Comparision of the effect of Subdiaphragmatic Saline and sodium- bicharbonate Irrigation for Reducing Postoperative Shoulder Pain after Laparoscopic hysterctomy Surgeries

Comparison of the effect of sub-diaphragmatic injection of sodium bicarbonate with normal saline on shoulder pain

The clinical trial has a control group with parallel groups of 2 treatment groups, double-blind, and randomized, 90 patients and a control group based on block randomization.

After the injection of sodium bicarbonate and normal saline at the end of the operation, the presence and intensity of shoulder pain will be measured and recorded based on the VAS visual pain scale during recovery and at 12, 24 and 48 hours after surgery. If there is pain Shoulders with VAS greater than or equal to 4 and additional painkillers including diclofenac suppositories were given to the patients and finally the amount of additional painkillers received to improve shoulder pain within 24 hours after the operation will be recorded in the patients. And 3 groups will be compared with each other.

Elective laparoscopic hysterectomy surgery,ASA 1 and 2, absence of allergy to sodium bicarbonate, liver and kidney dysfunction, heart disease, shoulder pain or myofascial pain, absence of cognitive impairment

In the first group (saline group): during surgery, 500 cc of normal saline under the right hemodiaphragm before The removal of carbon dioxide . In the second group (sodium bicarbonate group), 50 cc of bicarbonate Sodium 7.9% in 500 cc of normal saline 0.9% at the end of the surgery to the same.And in the control group (group 3) no intervention will be done.

shoulder pain and the amount of receiving additional painkillers

All patients undergo laparoscopic hysterectomy by a team of surgeons. And the intervention will be done based on the block randomization list by the operating room technician, and after random assignment, the patients will be divided into 3 groups. Randomization in this study is done in the form of block randomization. Randomly permuted blocks (block size of 3) will be generated using the website www.sealedenvelope.com and will be written on the drug envelopes. After receiving the consent form and after confirming the eligibility of the patient, the random code will be randomized based on the randomization sheet by the main researcher and based on a predetermined randomization plan in the ratio of 1:1:1 to receive drug or serum or control. and receive their corresponding intervention box. This number was considered as the participant's randomization code and will be identified with this number until the end of the study. Randomization using closed envelopes based on the type of medicine is given to the operating room technician and then the patients are followed up.

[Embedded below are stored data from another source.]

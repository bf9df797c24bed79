//! # Cooperative Command Scheduler
//!
//! A single-threaded scheduler for robot control code. Subsystems are the
//! mechanisms; commands are the behaviors that run against them. Every tick
//! the scheduler runs subsystem periodics, polls trigger bindings, advances
//! active commands and fills idle subsystems with their default commands.
//!
//! ## Features
//!
//! - **Exclusive reservations**: a subsystem is driven by at most one command at a time
//! - **Interruptible/non-interruptible conflict policy** per command
//! - **Composition**: sequences, parallel groups, races, timeouts, repeats, proxies
//! - **Triggers**: edge-driven bindings polled once per tick
//! - **Deterministic testing** through a manually stepped host clock
//! - **Periodic driver** on tokio with overrun reporting
//!
//! ## Quick Start
//!
//! ```rust
//! use std::cell::RefCell;
//! use std::rc::Rc;
//! use std::time::Duration;
//! use cmdsched::command::CommandHandle;
//! use cmdsched::host::ManualHost;
//! use cmdsched::subsystems::Intake;
//! use cmdsched::{CommandExt, Scheduler};
//!
//! let host = Rc::new(ManualHost::new());
//! let scheduler = Scheduler::new(Rc::clone(&host));
//!
//! let intake = Rc::new(RefCell::new(Intake::new()));
//! scheduler
//!     .register_subsystem(&intake, Intake::pct_command(&intake, 0.0))
//!     .unwrap();
//!
//! let eject: CommandHandle = Intake::pct_command(&intake, -1.0)
//!     .with_timeout(Duration::from_millis(50))
//!     .into();
//! scheduler.schedule(&eject);
//!
//! for _ in 0..10 {
//!     host.advance(Duration::from_millis(10));
//!     scheduler.tick().unwrap();
//! }
//! assert!(!scheduler.is_scheduled(&eject));
//! ```
//!
//! ## Architecture
//!
//! - [`scheduler`] - Reservation bookkeeping and the tick algorithm
//! - [`command`] - The command trait and the composition algebra
//! - [`trigger`] / [`event_loop`] - Condition bindings polled each tick
//! - [`subsystems`] - Subsystem trait and the simulated intake
//! - [`host`] - Clock and robot mode flags
//! - [`driver`] - Fixed-period tokio driver and its JSON config

#![deny(clippy::all)]
#![allow(clippy::module_name_repetitions)]
#![allow(clippy::cast_possible_truncation)]
#![allow(clippy::cast_sign_loss)]

extern crate alloc;

pub mod command;
pub mod driver;
pub mod event_loop;
pub mod host;
pub mod scheduler;
pub mod subsystems;
pub mod trigger;

// Re-export main public types for convenience
pub use command::{CancelBehavior, Command, CommandExt, CommandHandle};
pub use event_loop::EventLoop;
pub use scheduler::{Scheduler, SchedulerError, SchedulerStats};
pub use subsystems::{Subsystem, SubsystemId};
pub use trigger::Trigger;
impl Scheduler {
    pub fn new(host: impl HostRuntime + 'static) -> Self {
        Self {
            state: RefCell::new(SchedulerState::default()),
            host: Box::new(host),
            default_loop: EventLoop::new(),
            teleop_loop: EventLoop::new(),
        }
    }

    /// Registers `subsystem` with the command to run whenever nothing else requires it.
    ///
    /// Nothing is scheduled until the next tick's default sweep.
    pub fn register_subsystem<S: Subsystem + 'static>(
        &self,
        subsystem: &Rc<RefCell<S>>,
        default_command: impl Into<CommandHandle>,
    ) -> Result<(), SchedulerError> {
        let id = SubsystemId::of(subsystem);
        let name = subsystem.borrow().name().to_string();
        let mut state = self.state.borrow_mut();

        if state.registered.iter().any(|registration| registration.id == id) {
            return Err(SchedulerError::DuplicateSubsystem(name));
        }

        let erased: SubsystemRef = subsystem.clone();
        state
            .registered
            .push(Registration {
                id,
                subsystem: erased,
                default_command: default_command.into(),
            })
            .map_err(|_| SchedulerError::RegistryFull(MAX_SUBSYSTEMS))?;

        debug!(subsystem = %name, "registered subsystem");
        Ok(())
    }

    /// Activates `command`, preempting conflicting commands where allowed.
    ///
    /// No-op when the command is already active, the host is disabled, or a
    /// conflicting holder is `CancelIncoming`. During the execute pass the
    /// request is buffered and re-evaluated once the pass ends.
    ///
    /// Schedules issued from the `end` of a preempted holder or from the
    /// newcomer's `initialize` are applied once the newcomer is active, so
    /// they see its reservations. A proxied child that needs a subsystem its
    /// own group reserves therefore interrupts the group.
    pub fn schedule(&self, command: &CommandHandle) {
        {
            let mut state = self.state.borrow_mut();
            if state.is_active(command) {
                return;
            }
            if state.in_tick {
                trace!(command = %command.name(), "deferring schedule to end of tick");
                state.pending_schedule.push(command.clone());
                return;
            }
            if state.admitting {
                trace!(command = %command.name(), "deferring nested schedule");
                state.nested_schedule.push(command.clone());
                return;
            }
        }

        if self.host.is_disabled() {
            trace!(command = %command.name(), "host disabled, schedule ignored");
            return;
        }

        let requirements = command.requirements();
        let conflicts: Vec<CommandHandle> = {
            let state = self.state.borrow();
            state
                .active
                .iter()
                .filter(|active| {
                    state
                        .reservations
                        .iter()
                        .any(|(id, owner)| owner.ptr_eq(active) && requirements.contains(id))
                })
                .cloned()
                .collect()
        };

        if conflicts
            .iter()
            .any(|holder| holder.cancel_behavior() == CancelBehavior::CancelIncoming)
        {
            debug!(command = %command.name(), "rejected by a CancelIncoming holder");
            self.state.borrow_mut().stats.total_rejected += 1;
            return;
        }

        self.state.borrow_mut().admitting = true;

        for holder in &conflicts {
            // Ending an earlier holder may already have cancelled this one
            if !self.state.borrow().is_active(holder) {
                continue;
            }
            debug!(command = %holder.name(), by = %command.name(), "preempted");
            holder.end(true, self);
            let mut state = self.state.borrow_mut();
            state.retire(holder);
            state.stats.total_interrupted += 1;
        }

        {
            let mut state = self.state.borrow_mut();
            for requirement in &requirements {
                state.reserve(*requirement, command);
            }
        }

        command.initialize(self);

        let nested = {
            let mut state = self.state.borrow_mut();
            state.active.push(command.clone());
            state.stats.total_scheduled += 1;
            state.stats.currently_active = state.active.len() as u16;
            state.admitting = false;
            core::mem::take(&mut state.nested_schedule)
        };
        debug!(command = %command.name(), "scheduled");

        for nested_command in &nested {
            self.schedule(nested_command);
        }
    }

    /// Interrupts `command` with `end(true)` if it is active.
    ///
    /// During the execute pass the request is only buffered; it is applied,
    /// before any buffered schedule, once the pass ends.
    pub fn cancel(&self, command: &CommandHandle) {
        {
            let mut state = self.state.borrow_mut();
            if state.in_tick {
                trace!(command = %command.name(), "deferring cancel to end of tick");
                state.pending_cancel.push(command.clone());
                return;
            }
            if !state.is_active(command) {
                return;
            }
        }

        command.end(true, self);

        let mut state = self.state.borrow_mut();
        state.retire(command);
        state.stats.total_interrupted += 1;
        debug!(command = %command.name(), "cancelled");
    }

    /// Cancels every active command, oldest first.
    pub fn cancel_all(&self) {
        for command in self.active_commands() {
            self.cancel(&command);
        }
    }

    pub fn is_scheduled(&self, command: &CommandHandle) -> bool {
        self.state.borrow().is_active(command)
    }

    /// The active command currently reserving `subsystem`, if any.
    pub fn requiring(&self, subsystem: impl Into<SubsystemId>) -> Option<CommandHandle> {
        self.state.borrow().owner_of(subsystem.into()).cloned()
    }

    pub fn active_commands(&self) -> Vec<CommandHandle> {
        self.state.borrow().active.clone()
    }

    pub fn stats(&self) -> SchedulerStats {
        self.state.borrow().stats
    }

    pub fn now_ms(&self) -> u64 {
        self.host.now_ms()
    }

    pub fn host(&self) -> &dyn HostRuntime {
        self.host.as_ref()
    }

    pub fn default_event_loop(&self) -> EventLoop {
        self.default_loop.clone()
    }

    pub fn teleop_event_loop(&self) -> EventLoop {
        self.teleop_loop.clone()
    }

    /// Advances every subsystem and command by one step.
    ///
    /// A subsystem fault aborts the tick before any command runs.
    pub fn tick(&self) -> Result<(), SchedulerError> {
        let subsystems: Vec<SubsystemRef> = {
            let mut state = self.state.borrow_mut();
            state.stats.ticks += 1;
            trace!(tick = state.stats.ticks, "tick");
            state
                .registered
                .iter()
                .map(|registration| Rc::clone(&registration.subsystem))
                .collect()
        };

        for subsystem in &subsystems {
            let mut subsystem = subsystem.borrow_mut();
            subsystem
                .periodic()
                .map_err(|fault| SchedulerError::SubsystemFault {
                    name: subsystem.name().to_string(),
                    fault,
                })?;
        }

        self.default_loop.poll(self);
        if !self.host.is_autonomous() && !self.host.is_disabled() {
            self.teleop_loop.poll(self);
        }

        self.run_execute_pass();
        self.drain_pending();
        self.schedule_defaults();
        Ok(())
    }

    fn run_execute_pass(&self) {
        let _pass = ExecutePass::begin(&self.state);
        let snapshot = self.active_commands();

        for command in &snapshot {
            command.execute(self);
            if command.is_finished(self) {
                command.end(false, self);
                let mut state = self.state.borrow_mut();
                state.retire(command);
                state.stats.total_finished += 1;
                debug!(command = %command.name(), "finished");
            }
        }
    }

    fn drain_pending(&self) {
        let (cancels, schedules) = {
            let mut state = self.state.borrow_mut();
            (
                core::mem::take(&mut state.pending_cancel),
                core::mem::take(&mut state.pending_schedule),
            )
        };

        for command in &cancels {
            self.cancel(command);
        }
        for command in &schedules {
            self.schedule(command);
        }
    }

    fn schedule_defaults(&self) {
        let count = self.state.borrow().registered.len();
        for index in 0..count {
            // Checked one at a time: a default may claim several subsystems
            let default_command = {
                let state = self.state.borrow();
                let registration = &state.registered[index];
                if state.owner_of(registration.id).is_some() {
                    continue;
                }
                registration.default_command.clone()
            };
            self.schedule(&default_command);
        }
    }

    /// Verifies the reservation invariants that must hold between ticks.
    ///
    /// The idle-subsystem check is skipped while the host is disabled.
    pub fn check_invariants(&self) -> Result<(), InvariantViolation> {
        let state = self.state.borrow();

        for command in &state.active {
            for subsystem in command.requirements() {
                if !state.owner_of(subsystem).is_some_and(|owner| owner.ptr_eq(command)) {
                    return Err(InvariantViolation::UnreservedRequirement {
                        command: command.name(),
                        subsystem,
                    });
                }
            }
        }

        for (subsystem, owner) in &state.reservations {
            if !state.is_active(owner) {
                return Err(InvariantViolation::InactiveOwner {
                    command: owner.name(),
                    subsystem: *subsystem,
                });
            }
        }

        if !self.host.is_disabled() {
            for registration in &state.registered {
                if state.owner_of(registration.id).is_none() {
                    return Err(InvariantViolation::IdleSubsystem {
                        name: registration.subsystem.borrow().name().to_string(),
                    });
                }
            }
        }

        Ok(())
    }
}
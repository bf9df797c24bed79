//! Leaf commands assembled from closures.

use super::{CancelBehavior, Command};
use crate::scheduler::Scheduler;
use crate::subsystems::SubsystemId;
use alloc::borrow::Cow;
use alloc::boxed::Box;
use alloc::string::String;
use alloc::vec::Vec;
use tracing::info;

/// A command whose four lifecycle steps are user closures.
pub struct FunctionalCommand {
    name: Cow<'static, str>,
    on_init: Box<dyn FnMut()>,
    on_execute: Box<dyn FnMut()>,
    on_end: Box<dyn FnMut(bool)>,
    is_finish: Box<dyn FnMut() -> bool>,
    requirements: Vec<SubsystemId>,
    cancel_behavior: CancelBehavior,
}

impl FunctionalCommand {
    pub fn new(
        on_init: impl FnMut() + 'static,
        on_execute: impl FnMut() + 'static,
        on_end: impl FnMut(bool) + 'static,
        is_finish: impl FnMut() -> bool + 'static,
        requirements: impl IntoIterator<Item = SubsystemId>,
    ) -> Self {
        let mut unique = Vec::new();
        for requirement in requirements {
            if !unique.contains(&requirement) {
                unique.push(requirement);
            }
        }

        Self {
            name: Cow::Borrowed("FunctionalCommand"),
            on_init: Box::new(on_init),
            on_execute: Box::new(on_execute),
            on_end: Box::new(on_end),
            is_finish: Box::new(is_finish),
            requirements: unique,
            cancel_behavior: CancelBehavior::CancelRunning,
        }
    }

    #[must_use]
    pub fn named(mut self, name: impl Into<Cow<'static, str>>) -> Self {
        self.name = name.into();
        self
    }

    #[must_use]
    pub fn with_cancel_behavior(mut self, cancel_behavior: CancelBehavior) -> Self {
        self.cancel_behavior = cancel_behavior;
        self
    }
}

impl Command for FunctionalCommand {
    fn initialize(&mut self, _scheduler: &Scheduler) {
        (self.on_init)();
    }

    fn execute(&mut self, _scheduler: &Scheduler) {
        (self.on_execute)();
    }

    fn is_finished(&mut self, _scheduler: &Scheduler) -> bool {
        (self.is_finish)()
    }

    fn end(&mut self, interrupted: bool, _scheduler: &Scheduler) {
        (self.on_end)(interrupted);
    }

    fn requirements(&self) -> Vec<SubsystemId> {
        self.requirements.clone()
    }

    fn cancel_behavior(&self) -> CancelBehavior {
        self.cancel_behavior
    }

    fn name(&self) -> &str {
        &self.name
    }
}

macro_rules! functional_wrapper {
    ($wrapper:ident) => {
        impl $wrapper {
            #[must_use]
            pub fn named(self, name: impl Into<Cow<'static, str>>) -> Self {
                Self(self.0.named(name))
            }

            #[must_use]
            pub fn with_cancel_behavior(self, cancel_behavior: CancelBehavior) -> Self {
                Self(self.0.with_cancel_behavior(cancel_behavior))
            }
        }

        impl Command for $wrapper {
            fn initialize(&mut self, scheduler: &Scheduler) {
                self.0.initialize(scheduler);
            }

            fn execute(&mut self, scheduler: &Scheduler) {
                self.0.execute(scheduler);
            }

            fn is_finished(&mut self, scheduler: &Scheduler) -> bool {
                self.0.is_finished(scheduler)
            }

            fn end(&mut self, interrupted: bool, scheduler: &Scheduler) {
                self.0.end(interrupted, scheduler);
            }

            fn requirements(&self) -> Vec<SubsystemId> {
                self.0.requirements()
            }

            fn cancel_behavior(&self) -> CancelBehavior {
                self.0.cancel_behavior()
            }

            fn name(&self) -> &str {
                self.0.name()
            }
        }
    };
}

/// Runs `on_init` and finishes after its first `execute`.
pub struct InstantCommand(FunctionalCommand);

impl InstantCommand {
    pub fn new(
        on_init: impl FnMut() + 'static,
        requirements: impl IntoIterator<Item = SubsystemId>,
    ) -> Self {
        Self(FunctionalCommand::new(on_init, || {}, |_| {}, || true, requirements).named("InstantCommand"))
    }
}

functional_wrapper!(InstantCommand);

/// Runs `on_execute` every tick until interrupted.
pub struct RunCommand(FunctionalCommand);

impl RunCommand {
    pub fn new(
        on_execute: impl FnMut() + 'static,
        requirements: impl IntoIterator<Item = SubsystemId>,
    ) -> Self {
        Self(FunctionalCommand::new(|| {}, on_execute, |_| {}, || false, requirements).named("RunCommand"))
    }
}

functional_wrapper!(RunCommand);

/// Finishes on the first tick `condition` holds. No requirements.
pub struct WaitUntilCommand(FunctionalCommand);

impl WaitUntilCommand {
    pub fn new(condition: impl FnMut() -> bool + 'static) -> Self {
        Self(FunctionalCommand::new(|| {}, || {}, |_| {}, condition, []).named("WaitUntilCommand"))
    }
}

functional_wrapper!(WaitUntilCommand);

/// Instant command that emits its message as an `info` event when initialized.
#[derive(Debug, Clone)]
pub struct LogCommand {
    message: String,
}

impl LogCommand {
    pub fn new(message: impl Into<String>) -> Self {
        Self {
            message: message.into(),
        }
    }

    pub fn message(&self) -> &str {
        &self.message
    }
}

impl Command for LogCommand {
    fn initialize(&mut self, scheduler: &Scheduler) {
        info!(target: "cmdsched::log", now_ms = scheduler.now_ms(), "{}", self.message);
    }

    fn is_finished(&mut self, _scheduler: &Scheduler) -> bool {
        true
    }

    fn name(&self) -> &str {
        "LogCommand"
    }
}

After obtaining informed consent from the patient to participate in the study, the patient will not know the type of intervention he received. In order to hide the random allocation process, the sequence of treatments will be written on the cards in order, then the cards will be placed in sealed envelopes. A 10-digit random code will be written on each envelope without any order or frame, which is the identification number of the relevant patient, and only one of the executive agents of the project, who will not be involved in the evaluation, analysis and interpretation of the results, will be aware of the relevant code. When another doctor (clinical caregiver) declares the eligibility of a patient, the nurse provides the envelope to the doctor and the desired surgical intervention will be performed based on the type mentioned in the envelope. And the results of the study will be checked by a outcome assessor who is unaware of the type of intervention. Due to the anesthesia during the surgery, the patients will not know the type of intervention. The statistics analyzer and the researcher will not be aware of the type of medicine used.